Why did Swift NOT have exception handling in the first couple of versions?

CL: Swift 1 (released in 2014) didn't include an error handling model simply because it wasn't ready in time: it was added in Swift 2 (2015). Swift 2 included a number of great improvements that weren't ready for Swift 1, including protocol extensions. Protocol extensions dramatically expanded the design space of what you can do with Swift, bringing a new era of "protocol oriented programming". That said, even Swift 3 (2016) is still missing a ton of great things we hope to add over the coming years: there is a long and exciting road ahead! See questions below for more details.

Why are strings passed by value?
by Anonymous Coward

Strings are immutable pass-by-reference objects in most modern languages. Why did you make this decision?

CL: Swift uses value semantics for all of its "built in" collections, including String, Array, Dictionary, etc. This provides a number of great advantages by improving efficiency (permitting in-place updating instead of requiring reallocation), eliminating large classes of bugs related to unanticipated sharing (someone mutates your collection when you are using it), and defines away a class of concurrency issues. Strings are perhaps the simplest of any of these cases, but they get the efficiency and other benefits.

If you're interested in more detail, there is a wealth of good information about the benefits of value vs reference types online. One great place to start is the "Building Better Apps with Value Types in Swift" talk from WWDC 2015.

As a language designer
by superwiz

Since you have been involved with 2 lauded languages, you are in a good position to answer the following question: "are modern languages forced to rely on language run-time to compensate for the facilities lacking in modern operating systems?" In other words, have the languages tried to compensate for the fact that there are no new OS-level light-weight paradigms to take advantage of multi-core processors?
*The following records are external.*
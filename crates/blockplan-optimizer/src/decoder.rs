//! Turns solved variable values into per-block deltas.

use std::collections::BTreeMap;

use blockplan_core::{BlockId, UpdateRow, UpdateTable};
use blockplan_solver::SolveOutcome;
use serde::{Deserialize, Serialize};

use crate::context::CalculationContext;
use crate::model::AllocationModel;

/// One brick option the solver chose to build, with its count.
#[derive(Debug, Clone, PartialEq, Serialize, Deserialize)]
pub struct BuiltBrick {
    pub category: String,
    pub capacity: f64,
    pub area: f64,
    pub is_integrated: bool,
    pub count: u32,
    pub built_capacity: f64,
    pub built_area: f64,
    /// Local demand minus local capacity of the category before building.
    pub demand_gap: f64,
}

/// Decoded allocation for every planned block.
#[derive(Debug, Clone, Default, PartialEq)]
pub struct DecodedAllocation {
    pub updates: UpdateTable,
    pub breakdown: BTreeMap<BlockId, Vec<BuiltBrick>>,
    pub objective: f64,
}

/// Reads the solution of `model` back into update rows.
///
/// Counts are rounded to the nearest integer; options built zero times are
/// left out of both the update and the breakdown.
pub fn decode(
    model: &AllocationModel,
    context: &CalculationContext,
    outcome: &SolveOutcome,
) -> DecodedAllocation {
    let mut decoded = DecodedAllocation {
        objective: outcome.objective.unwrap_or(0.0),
        ..DecodedAllocation::default()
    };

    for vars in &model.blocks {
        let Some(plan) = context.plan(vars.block) else {
            continue;
        };
        let mut row = UpdateRow::new();
        let mut built = Vec::new();

        for (idx, var) in vars.bricks.iter().enumerate() {
            let count = outcome.value(*var).unwrap_or(0.0).round();
            if count <= 0.0 {
                continue;
            }
            let brick = &plan.catalog.rows[idx];
            let built_capacity = count * brick.capacity;
            row.add_capacity(brick.category.clone(), built_capacity);
            built.push(BuiltBrick {
                category: brick.category.clone(),
                capacity: brick.capacity,
                area: brick.area,
                is_integrated: brick.is_integrated,
                count: count as u32,
                built_capacity,
                built_area: count * brick.area,
                demand_gap: plan.constants.service(&brick.category).gap(),
            });
        }

        let population = outcome.value(vars.population).unwrap_or(0.0).round();
        if population > 0.0 {
            row.set_population(population);
        }

        decoded.updates.insert(vars.block, row);
        decoded.breakdown.insert(vars.block, built);
    }
    decoded
}

#[cfg(test)]
mod tests;
//! Terminal status of an allocation program solve.

use std::fmt;

use serde::{Deserialize, Serialize};

/// Outcome reported by a mixed-integer engine.
#[derive(Debug, Clone, Copy, PartialEq, Eq, Hash, Serialize, Deserialize)]
#[serde(rename_all = "snake_case")]
pub enum SolveStatus {
    /// An optimal assignment was found.
    Optimal,
    /// No assignment satisfies the constraints.
    Infeasible,
    /// The objective can grow without limit.
    Unbounded,
    /// The engine stopped without a conclusive answer.
    NotSolved,
}

impl SolveStatus {
    pub fn is_optimal(self) -> bool {
        self == SolveStatus::Optimal
    }

    /// Returns the status as a string.
    pub fn as_str(self) -> &'static str {
        match self {
            SolveStatus::Optimal => "optimal",
            SolveStatus::Infeasible => "infeasible",
            SolveStatus::Unbounded => "unbounded",
            SolveStatus::NotSolved => "not solved",
        }
    }
}

impl fmt::Display for SolveStatus {
    fn fmt(&self, f: &mut fmt::Formatter<'_>) -> fmt::Result {
        f.write_str(self.as_str())
    }
}
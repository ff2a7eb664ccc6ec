//! Configuration system for blockplan.
//!
//! Load optimizer configuration from TOML or YAML files to control the
//! solver budget, facility caps and density indicators without code changes.
//!
//! # Examples
//!
//! Load configuration from TOML string:
//!
//! ```
//! use blockplan_config::{BlockFailurePolicy, OptimizerConfig};
//! use std::time::Duration;
//!
//! let config = OptimizerConfig::from_toml_str(r#"
//!     max_facilities = 15
//!     on_block_failure = "skip_block"
//!
//!     [termination]
//!     seconds_spent_limit = 30
//!
//!     [land_use_indicators.mixed_use]
//!     fsi_min = 0.8
//!     fsi_max = 2.5
//! "#).unwrap();
//!
//! assert_eq!(config.time_limit(), Duration::from_secs(30));
//! assert_eq!(config.max_facilities, Some(15));
//! assert_eq!(config.on_block_failure, BlockFailurePolicy::SkipBlock);
//! ```
//!
//! Use default config when file is missing:
//!
//! ```
//! use blockplan_config::OptimizerConfig;
//!
//! let config = OptimizerConfig::load("blockplan.toml").unwrap_or_default();
//! // Proceeds with defaults if file doesn't exist
//! ```

use std::collections::BTreeMap;
use std::path::Path;
use std::time::Duration;

use blockplan_core::{LandUse, LandUseIndicator};
use serde::{Deserialize, Serialize};
use thiserror::Error;

/// Solve time budget used when none is configured.
pub const DEFAULT_TIME_LIMIT_SECS: u64 = 60;

/// Share of a block's site area counted as free for development.
pub const DEFAULT_FREE_AREA_RATIO: f64 = 0.8;

/// Configuration error
#[derive(Debug, Error)]
pub enum ConfigError {
    #[error("IO error: {0}")]
    Io(#[from] std::io::Error),

    #[error("TOML parse error: {0}")]
    Toml(#[from] toml::de::Error),

    #[error("YAML parse error: {0}")]
    Yaml(#[from] serde_yaml::Error),

    #[error("Invalid configuration: {0}")]
    Invalid(String),
}

impl From<ConfigError> for blockplan_core::BlockPlanError {
    fn from(err: ConfigError) -> Self {
        blockplan_core::BlockPlanError::Config(err.to_string())
    }
}

/// Main optimizer configuration.
#[derive(Debug, Clone, Deserialize, Serialize)]
#[serde(rename_all = "snake_case")]
pub struct OptimizerConfig {
    /// Upper bound on the count of each brick per block; unbounded if unset.
    #[serde(default)]
    pub max_facilities: Option<u32>,

    /// Solver termination configuration.
    #[serde(default)]
    pub termination: Option<TerminationConfig>,

    /// Share of the site area reported as free developable area.
    #[serde(default = "default_free_area_ratio")]
    pub free_area_ratio: f64,

    /// What to do when estimation fails for a single block.
    #[serde(default)]
    pub on_block_failure: BlockFailurePolicy,

    /// Bound each block's added population by its estimated ceiling.
    #[serde(default)]
    pub cap_population_at_ceiling: bool,

    /// Density indicators overriding or extending the built-in table.
    #[serde(default)]
    pub land_use_indicators: BTreeMap<LandUse, LandUseIndicator>,
}

fn default_free_area_ratio() -> f64 {
    DEFAULT_FREE_AREA_RATIO
}

impl Default for OptimizerConfig {
    fn default() -> Self {
        Self {
            max_facilities: None,
            termination: None,
            free_area_ratio: DEFAULT_FREE_AREA_RATIO,
            on_block_failure: BlockFailurePolicy::default(),
            cap_population_at_ceiling: false,
            land_use_indicators: BTreeMap::new(),
        }
    }
}

impl OptimizerConfig {
    /// Creates a new default configuration.
    pub fn new() -> Self {
        Self::default()
    }

    /// Loads configuration from a TOML file.
    ///
    /// # Errors
    ///
    /// Returns error if file doesn't exist, contains invalid TOML or fails
    /// validation.
    pub fn load(path: impl AsRef<Path>) -> Result<Self, ConfigError> {
        Self::from_toml_file(path)
    }

    /// Loads configuration from a TOML file.
    pub fn from_toml_file(path: impl AsRef<Path>) -> Result<Self, ConfigError> {
        let contents = std::fs::read_to_string(path)?;
        Self::from_toml_str(&contents)
    }

    /// Parses configuration from a TOML string.
    pub fn from_toml_str(s: &str) -> Result<Self, ConfigError> {
        let config: Self = toml::from_str(s)?;
        config.validate()?;
        Ok(config)
    }

    /// Loads configuration from a YAML file.
    pub fn from_yaml_file(path: impl AsRef<Path>) -> Result<Self, ConfigError> {
        let contents = std::fs::read_to_string(path)?;
        Self::from_yaml_str(&contents)
    }

    /// Parses configuration from a YAML string.
    pub fn from_yaml_str(s: &str) -> Result<Self, ConfigError> {
        let config: Self = serde_yaml::from_str(s)?;
        config.validate()?;
        Ok(config)
    }

    /// Sets the facility cap.
    pub fn with_max_facilities(mut self, max: u32) -> Self {
        self.max_facilities = Some(max);
        self
    }

    /// Sets the solver time limit.
    pub fn with_time_limit_seconds(mut self, seconds: u64) -> Self {
        self.termination = Some(TerminationConfig {
            seconds_spent_limit: Some(seconds),
            ..self.termination.unwrap_or_default()
        });
        self
    }

    /// Sets the per-block failure policy.
    pub fn with_failure_policy(mut self, policy: BlockFailurePolicy) -> Self {
        self.on_block_failure = policy;
        self
    }

    /// Adds or replaces the indicator of a land use.
    pub fn with_indicator(mut self, land_use: LandUse, indicator: LandUseIndicator) -> Self {
        self.land_use_indicators.insert(land_use, indicator);
        self
    }

    /// Enables the population ceiling constraint.
    pub fn with_population_ceiling(mut self, enabled: bool) -> Self {
        self.cap_population_at_ceiling = enabled;
        self
    }

    /// Returns the solver time limit, falling back to the default budget.
    pub fn time_limit(&self) -> Duration {
        self.termination
            .as_ref()
            .and_then(|t| t.time_limit())
            .unwrap_or(Duration::from_secs(DEFAULT_TIME_LIMIT_SECS))
    }

    /// Resolves the density indicator of a land use.
    ///
    /// Configured indicators take precedence over the built-in table.
    pub fn indicator(&self, land_use: LandUse) -> Option<LandUseIndicator> {
        self.land_use_indicators
            .get(&land_use)
            .copied()
            .or_else(|| land_use.default_indicator())
    }

    /// Checks value ranges that serde cannot express.
    pub fn validate(&self) -> Result<(), ConfigError> {
        if self.max_facilities == Some(0) {
            return Err(ConfigError::Invalid(
                "max_facilities must be at least 1".to_string(),
            ));
        }
        if !self.free_area_ratio.is_finite() || !(0.0..=1.0).contains(&self.free_area_ratio) {
            return Err(ConfigError::Invalid(format!(
                "free_area_ratio {} is outside [0, 1]",
                self.free_area_ratio
            )));
        }
        for (land_use, indicator) in &self.land_use_indicators {
            if let Some(problem) = indicator.check() {
                return Err(ConfigError::Invalid(format!(
                    "indicator for {land_use}: {problem}"
                )));
            }
        }
        Ok(())
    }
}

/// Termination configuration for the mixed-integer solve.
#[derive(Debug, Clone, Default, Deserialize, Serialize)]
#[serde(rename_all = "snake_case")]
pub struct TerminationConfig {
    /// Maximum seconds to spend solving.
    pub seconds_spent_limit: Option<u64>,

    /// Maximum minutes to spend solving.
    pub minutes_spent_limit: Option<u64>,
}

impl TerminationConfig {
    /// Returns the time limit as a Duration, if any.
    pub fn time_limit(&self) -> Option<Duration> {
        let seconds =
            self.seconds_spent_limit.unwrap_or(0) + self.minutes_spent_limit.unwrap_or(0) * 60;
        if seconds > 0 {
            Some(Duration::from_secs(seconds))
        } else {
            None
        }
    }
}

/// Handling of estimation failures confined to one block.
#[derive(Debug, Clone, Copy, Default, PartialEq, Eq, Deserialize, Serialize)]
#[serde(rename_all = "snake_case")]
pub enum BlockFailurePolicy {
    /// Fail the whole calculation.
    #[default]
    Abort,

    /// Drop the block from the program and report it.
    SkipBlock,
}
//! Error types for blockplan

use std::time::Duration;

use thiserror::Error;

use crate::block::BlockId;
use crate::land_use::LandUse;
use crate::status::SolveStatus;

/// Main error type for blockplan operations
#[derive(Debug, Error)]
pub enum BlockPlanError {
    /// Scenario weight out of range or referencing an unknown category
    #[error("Invalid scenario: {0}")]
    InvalidScenario(String),

    /// Catchment computation failed for a block
    #[error("Accessibility unavailable for block {block}: {reason}")]
    AccessibilityUnavailable { block: BlockId, reason: String },

    /// Block id not present in the city model
    #[error("Block {0} not found")]
    UnknownBlock(BlockId),

    /// Service category name not present in the city model
    #[error("Unknown service category `{0}`")]
    UnknownServiceCategory(String),

    /// No density indicator configured for a target land use
    #[error("No land use indicator for {0}")]
    MissingLandUseIndicator(LandUse),

    /// Block whose site area cannot bound a floor-space index
    #[error("Block {block} has degenerate site area {site_area}")]
    DegenerateBlock { block: BlockId, site_area: f64 },

    /// Solver finished without an optimal assignment
    #[error("Allocation program is {status}")]
    InfeasibleProgram { status: SolveStatus },

    /// Solver did not finish within its time budget
    ///
    /// The abandoned solve may keep running in the background until the
    /// backend returns on its own.
    #[error("Solver exceeded its time budget of {limit:?}")]
    SolverTimeout { limit: Duration },

    /// Backend failure unrelated to feasibility
    #[error("Solver error: {0}")]
    Solver(String),

    /// Error in optimizer configuration
    #[error("Configuration error: {0}")]
    Config(String),
}

impl BlockPlanError {
    /// Returns true for failures that concern a single block and may be
    /// isolated by skipping that block.
    pub fn is_block_local(&self) -> bool {
        matches!(
            self,
            BlockPlanError::AccessibilityUnavailable { .. }
                | BlockPlanError::DegenerateBlock { .. }
                | BlockPlanError::MissingLandUseIndicator(_)
        )
    }
}

/// Result type alias for blockplan operations
pub type Result<T> = std::result::Result<T, BlockPlanError>;
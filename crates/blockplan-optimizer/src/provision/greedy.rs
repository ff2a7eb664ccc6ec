use std::collections::{BTreeMap, HashMap};

use blockplan_core::{
    AccessibilityProvider, AccessibilityRow, BlockId, BlockProvision, CityModel, ProvisionColumn,
    ProvisionEngine, ProvisionTable, Result, Scenario, ServiceCategory, UpdateTable,
};

/// Reference provision engine assigning demand to the nearest free capacity.
///
/// Demand blocks are served in id order. Each draws from blocks with spare
/// capacity in ascending travel cost, ties broken by id; supply reached
/// within the service's threshold counts as served within.
pub struct GreedyProvision<'a, C: ?Sized, A: ?Sized> {
    city: &'a C,
    accessibility: &'a A,
}

impl<'a, C, A> GreedyProvision<'a, C, A>
where
    C: CityModel + ?Sized,
    A: AccessibilityProvider + ?Sized,
{
    pub fn new(city: &'a C, accessibility: &'a A) -> Self {
        Self {
            city,
            accessibility,
        }
    }

    /// Provision of one service with `update` applied.
    pub fn column(
        &self,
        category: &ServiceCategory,
        update: Option<&UpdateTable>,
        self_supply: bool,
    ) -> Result<ProvisionColumn> {
        let delta_population = |id| update.map_or(0.0, |u| u.population_delta(id));
        let delta_capacity = |id| update.map_or(0.0, |u| u.capacity_delta(id, &category.name));

        let mut rows: BTreeMap<BlockId, BlockProvision> = BTreeMap::new();
        let mut demand_left: BTreeMap<BlockId, f64> = BTreeMap::new();
        let mut capacity_left: BTreeMap<BlockId, f64> = BTreeMap::new();

        for block in self.city.blocks() {
            let demand = category.demand_for(block.population as f64 + delta_population(block.id));
            let capacity = (block.capacity_of(&category.name) + delta_capacity(block.id)).max(0.0);
            let mut row = BlockProvision {
                block: block.id,
                demand,
                capacity,
                ..BlockProvision::default()
            };
            let own = if self_supply { demand.min(capacity) } else { 0.0 };
            row.demand_within = own;
            demand_left.insert(block.id, demand - own);
            capacity_left.insert(block.id, capacity - own);
            rows.insert(block.id, row);
        }

        let mut catchments: HashMap<BlockId, Vec<AccessibilityRow>> = HashMap::new();
        let demand_blocks: Vec<BlockId> = demand_left
            .iter()
            .filter(|(_, d)| **d > 0.0)
            .map(|(id, _)| *id)
            .collect();

        for id in demand_blocks {
            if capacity_left.values().all(|c| *c <= 0.0) {
                break;
            }
            if !catchments.contains_key(&id) {
                catchments.insert(id, self.accessibility.accessibility(id)?);
            }
            let mut suppliers: Vec<(f64, BlockId)> = catchments
                .get(&id)
                .into_iter()
                .flatten()
                .filter(|r| r.accessibility_to.is_finite())
                .filter(|r| capacity_left.get(&r.block).is_some_and(|c| *c > 0.0))
                .map(|r| (r.accessibility_to, r.block))
                .collect();
            suppliers.sort_by(|a, b| a.0.total_cmp(&b.0).then(a.1.cmp(&b.1)));

            let mut wanted = demand_left.get(&id).copied().unwrap_or(0.0);
            for (cost, supplier) in suppliers {
                if wanted <= 0.0 {
                    break;
                }
                let Some(available) = capacity_left.get_mut(&supplier) else {
                    continue;
                };
                let taken = wanted.min(*available);
                *available -= taken;
                wanted -= taken;
                if let Some(row) = rows.get_mut(&id) {
                    if cost <= category.accessibility {
                        row.demand_within += taken;
                    } else {
                        row.demand_without += taken;
                    }
                }
            }
            demand_left.insert(id, wanted);
        }

        Ok(ProvisionColumn {
            category: category.name.clone(),
            rows: rows.into_values().collect(),
        })
    }
}

impl<C, A> ProvisionEngine for GreedyProvision<'_, C, A>
where
    C: CityModel + ?Sized,
    A: AccessibilityProvider + ?Sized,
{
    fn evaluate(
        &self,
        weights: &Scenario,
        update: Option<&UpdateTable>,
        self_supply: bool,
    ) -> Result<(ProvisionTable, f64)> {
        let mut table = ProvisionTable::new();
        let mut total = 0.0;
        for (name, weight) in weights.iter() {
            let category = self.city.service_category(name)?;
            let column = self.column(category, update, self_supply)?;
            total += weight * self.total_provision(&column);
            table.insert(column);
        }
        Ok((table, total))
    }
}
//! The engine seam between program construction and solving.

use std::time::Duration;

use blockplan_core::SolveStatus;

use crate::error::SolverError;
use crate::program::{LinearProgram, VarId};

/// Resources an engine may spend on one solve.
#[derive(Debug, Clone, Copy, PartialEq, Eq)]
pub struct SolveBudget {
    pub time_limit: Duration,
}

impl SolveBudget {
    pub fn new(time_limit: Duration) -> Self {
        Self { time_limit }
    }
}

/// Status and assignment reported by an engine.
#[derive(Debug, Clone, PartialEq)]
pub struct SolveOutcome {
    pub status: SolveStatus,
    /// Solved value per variable, indexed by [`VarId`]; empty unless optimal.
    pub values: Vec<f64>,
    /// Objective value of the assignment; `None` unless optimal.
    pub objective: Option<f64>,
    pub duration: Duration,
}

impl SolveOutcome {
    /// Outcome carrying no assignment.
    pub fn without_solution(status: SolveStatus, duration: Duration) -> Self {
        Self {
            status,
            values: Vec::new(),
            objective: None,
            duration,
        }
    }

    pub fn value(&self, var: VarId) -> Option<f64> {
        self.values.get(var.index()).copied()
    }
}

/// A mixed-integer engine.
///
/// `solve` blocks until the engine reports or the budget elapses. Exceeding
/// the budget is an error rather than a status so callers can tell it apart
/// from infeasibility.
pub trait MilpEngine: Send + Sync {
    fn solve(
        &self,
        program: LinearProgram,
        budget: &SolveBudget,
    ) -> Result<SolveOutcome, SolverError>;

    fn name(&self) -> &'static str;
}
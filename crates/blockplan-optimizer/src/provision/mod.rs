//! Before/after provision of a converted block.

mod greedy;

pub use greedy::GreedyProvision;

use std::collections::BTreeSet;

use blockplan_core::{
    BlockId, CityModel, LandUse, ProvisionEngine, ProvisionTable, Result, Scenario, UpdateRow,
    UpdateTable,
};
use serde::{Deserialize, Serialize};
use tracing::info;

use crate::demolition::demolition_row;

/// Provision scores before and after converting one block.
#[derive(Debug, Clone, PartialEq, Serialize, Deserialize)]
pub struct ProvisionImpact {
    pub block: BlockId,
    pub total_before: f64,
    pub total_after: f64,
    /// Scored services: original land use first, then new ones.
    pub categories: Vec<String>,
    pub before: Vec<f64>,
    pub after: Vec<f64>,
}

impl ProvisionImpact {
    pub fn total_delta(&self) -> f64 {
        self.total_after - self.total_before
    }

    /// Per-service change, aligned with `categories`.
    pub fn deltas(&self) -> impl Iterator<Item = (&str, f64)> {
        self.categories
            .iter()
            .zip(self.before.iter().zip(&self.after))
            .map(|(name, (before, after))| (name.as_str(), after - before))
    }
}

/// Scores the effect of clearing `block` and applying its allocation row.
pub fn evaluate_provision_impact<C, P>(
    city: &C,
    engine: &P,
    block: BlockId,
    target: LandUse,
    allocation: Option<&UpdateRow>,
) -> Result<ProvisionImpact>
where
    C: CityModel + ?Sized,
    P: ProvisionEngine + ?Sized,
{
    let current = city.block(block)?;

    let mut categories: Vec<String> = Vec::new();
    let mut seen = BTreeSet::new();
    let original = city.land_use_service_categories(current.land_use);
    let candidate = city.land_use_service_categories(Some(target));
    for category in original.into_iter().chain(candidate) {
        if seen.insert(category.name.as_str()) {
            categories.push(category.name.clone());
        }
    }
    let scenario = Scenario::equal(categories.iter().cloned());

    let (before_table, total_before) = engine.evaluate(&scenario, None, true)?;

    let net = allocation
        .cloned()
        .unwrap_or_default()
        .merged(&demolition_row(current, true));
    let mut update = UpdateTable::new();
    update.insert(block, net);
    let (after_table, total_after) = engine.evaluate(&scenario, Some(&update), true)?;

    let before = column_totals(engine, &before_table, &categories);
    let after = column_totals(engine, &after_table, &categories);

    info!(
        event = "provision_evaluated",
        block,
        total_before,
        total_after,
        category_count = categories.len(),
    );

    Ok(ProvisionImpact {
        block,
        total_before,
        total_after,
        categories,
        before,
        after,
    })
}

fn column_totals<P>(engine: &P, table: &ProvisionTable, categories: &[String]) -> Vec<f64>
where
    P: ProvisionEngine + ?Sized,
{
    categories
        .iter()
        .map(|name| {
            table
                .column(name)
                .map(|column| engine.total_provision(column))
                .unwrap_or(0.0)
        })
        .collect()
}
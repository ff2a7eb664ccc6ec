//! Provision scoring interface.
//!
//! Provision measures how much of a service's demand is met by capacity
//! reachable within the service's accessibility threshold. The engine that
//! assigns demand to capacity is external; this module fixes the shape of
//! its inputs and outputs.

use std::collections::BTreeMap;

use serde::{Deserialize, Serialize};

use crate::block::BlockId;
use crate::error::Result;
use crate::scenario::Scenario;
use crate::update::UpdateTable;

/// Provision figures for one block and one service category.
#[derive(Debug, Clone, Copy, Default, PartialEq, Serialize, Deserialize)]
pub struct BlockProvision {
    pub block: BlockId,
    pub demand: f64,
    pub capacity: f64,
    /// Demand served within the accessibility threshold.
    pub demand_within: f64,
    /// Demand served from beyond the accessibility threshold.
    pub demand_without: f64,
}

impl BlockProvision {
    /// Share of demand served within the threshold; 0 when there is no demand.
    pub fn provision(&self) -> f64 {
        if self.demand > 0.0 {
            self.demand_within / self.demand
        } else {
            0.0
        }
    }
}

/// Per-block provision of one service category.
#[derive(Debug, Clone, Default, PartialEq, Serialize, Deserialize)]
pub struct ProvisionColumn {
    pub category: String,
    pub rows: Vec<BlockProvision>,
}

impl ProvisionColumn {
    pub fn new(category: impl Into<String>) -> Self {
        Self {
            category: category.into(),
            rows: Vec::new(),
        }
    }

    pub fn total_demand(&self) -> f64 {
        self.rows.iter().map(|r| r.demand).sum()
    }

    pub fn total_capacity(&self) -> f64 {
        self.rows.iter().map(|r| r.capacity).sum()
    }

    /// City-wide provision: served-within demand over total demand.
    pub fn total(&self) -> f64 {
        let demand = self.total_demand();
        if demand > 0.0 {
            self.rows.iter().map(|r| r.demand_within).sum::<f64>() / demand
        } else {
            0.0
        }
    }

    /// Provision reached if every block served only itself.
    pub fn lower_bound(&self) -> f64 {
        let demand = self.total_demand();
        if demand > 0.0 {
            self.rows
                .iter()
                .map(|r| r.capacity.min(r.demand))
                .sum::<f64>()
                / demand
        } else {
            0.0
        }
    }

    /// Provision reached if all capacity were reachable from everywhere.
    pub fn upper_bound(&self) -> f64 {
        let demand = self.total_demand();
        if demand > 0.0 {
            (self.total_capacity() / demand).min(1.0)
        } else {
            0.0
        }
    }

    pub fn get(&self, block: BlockId) -> Option<&BlockProvision> {
        self.rows.iter().find(|r| r.block == block)
    }
}

/// Provision columns keyed by service category.
#[derive(Debug, Clone, Default, PartialEq, Serialize, Deserialize)]
#[serde(transparent)]
pub struct ProvisionTable {
    columns: BTreeMap<String, ProvisionColumn>,
}

impl ProvisionTable {
    pub fn new() -> Self {
        Self::default()
    }

    pub fn insert(&mut self, column: ProvisionColumn) {
        self.columns.insert(column.category.clone(), column);
    }

    pub fn column(&self, category: &str) -> Option<&ProvisionColumn> {
        self.columns.get(category)
    }

    pub fn columns(&self) -> impl Iterator<Item = &ProvisionColumn> {
        self.columns.values()
    }

    pub fn len(&self) -> usize {
        self.columns.len()
    }

    pub fn is_empty(&self) -> bool {
        self.columns.is_empty()
    }
}

/// City-wide provision scoring engine.
pub trait ProvisionEngine {
    /// Scores every category of `weights`, optionally with `update` applied.
    ///
    /// Returns the per-category table and the weighted total. With
    /// `self_supply`, each block first serves its own demand from its own
    /// capacity.
    fn evaluate(
        &self,
        weights: &Scenario,
        update: Option<&UpdateTable>,
        self_supply: bool,
    ) -> Result<(ProvisionTable, f64)>;

    /// City-wide provision of one column.
    fn total_provision(&self, column: &ProvisionColumn) -> f64 {
        column.total()
    }
}

#[cfg(test)]
mod tests {
    use super::*;

    fn column() -> ProvisionColumn {
        ProvisionColumn {
            category: "schools".to_string(),
            rows: vec![
                BlockProvision {
                    block: 1,
                    demand: 100.0,
                    capacity: 40.0,
                    demand_within: 70.0,
                    demand_without: 10.0,
                },
                BlockProvision {
                    block: 2,
                    demand: 50.0,
                    capacity: 80.0,
                    demand_within: 50.0,
                    demand_without: 0.0,
                },
            ],
        }
    }

    #[test]
    fn test_totals() {
        let column = column();
        assert!((column.total() - 120.0 / 150.0).abs() < 1e-12);
        assert_eq!(column.get(1).unwrap().provision(), 0.7);
    }

    #[test]
    fn test_bounds() {
        let column = column();
        assert!((column.lower_bound() - 90.0 / 150.0).abs() < 1e-12);
        assert_eq!(column.upper_bound(), 0.8);
    }

    #[test]
    fn test_empty_demand_scores_zero() {
        let column = ProvisionColumn::new("parks");
        assert_eq!(column.total(), 0.0);
        assert_eq!(column.lower_bound(), 0.0);
        assert_eq!(column.upper_bound(), 0.0);
    }
}
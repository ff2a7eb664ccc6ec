//! Error types for solver engines

use std::time::Duration;

use blockplan_core::BlockPlanError;
use thiserror::Error;

/// Failures of an engine run that are not a solve status.
#[derive(Debug, Error)]
pub enum SolverError {
    /// The engine did not report back within its budget.
    #[error("solver exceeded its time budget of {limit:?}")]
    TimedOut { limit: Duration },

    /// The solve worker stopped without reporting a result.
    #[error("solver worker terminated without a result")]
    WorkerLost,

    /// The backend could not be started or rejected the model.
    #[error("solver backend error: {0}")]
    Backend(String),
}

impl From<SolverError> for BlockPlanError {
    fn from(err: SolverError) -> Self {
        match err {
            SolverError::TimedOut { limit } => BlockPlanError::SolverTimeout { limit },
            other => BlockPlanError::Solver(other.to_string()),
        }
    }
}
CL: I'm not sure exactly what you mean here, but yes: if an OS provides functionality, there is no reason for a language runtime to replicate it, so runtimes really only exist to supplement what the OS provides. That said, the line between the OS and libraries is a very blurry one: Grand Central Dispatch (GCD) is a great example, because it is a combination of user space code, kernel primitives, and more all designed together.

Parallelism
by bill_mcgonigle

Say, about fifteen years ago, there was huge buzz about how languages and compilers were going to take care of the "Moore's Law Problem" by automating the parallelism of every task that could be broken up. With single-static assignment trees and the like the programmer was going to be freed from manually doing the parallelism.

With manufacturers starting to turn out 32- and 64-core chips, I'm wondering how well did we did on that front. I don't see a ton of software automatically not pegging a core on my CPU's. The ones that aren't quite as bad are mostly just doing a fork() in 2017. Did we get anywhere? Are we almost there? Is software just not compiled right now? Did it turn out to be harder than expected? Were languages not up to the task? Is hardware (e.g. memory access architectures) insufficient? Was the possibility oversold in the first place?


CL: I can't provide a global answer, but clearly parallelism is being well utilized in some "easy" cases (e.g. speeding up build time of large software, speed of 3d rendering, etc). Also, while large machines are available, most computers are only running machines with 1-4 cores (e.g. mobile phones and laptops), which means that most software doesn't have to cope with the prospects of 32-core machines⦠yet.

Looking forward, I am skeptical of the promises of overly magic solutions like compiler auto-parallelization of single threaded code. These "heroic" approaches can work on specific benchmarks and other narrow situations, but don't lead to a predictable and reliable programmer model. For example, a good result would be for you to use one of these systems and get a 32x speedup on your codebase. A really bad result would be to then make a minor change or bug fix to your code, and find out that it caused a 32x slowdown by defeating the prior compiler optimization. Magic solutions are problematic because they don't provide programmer control.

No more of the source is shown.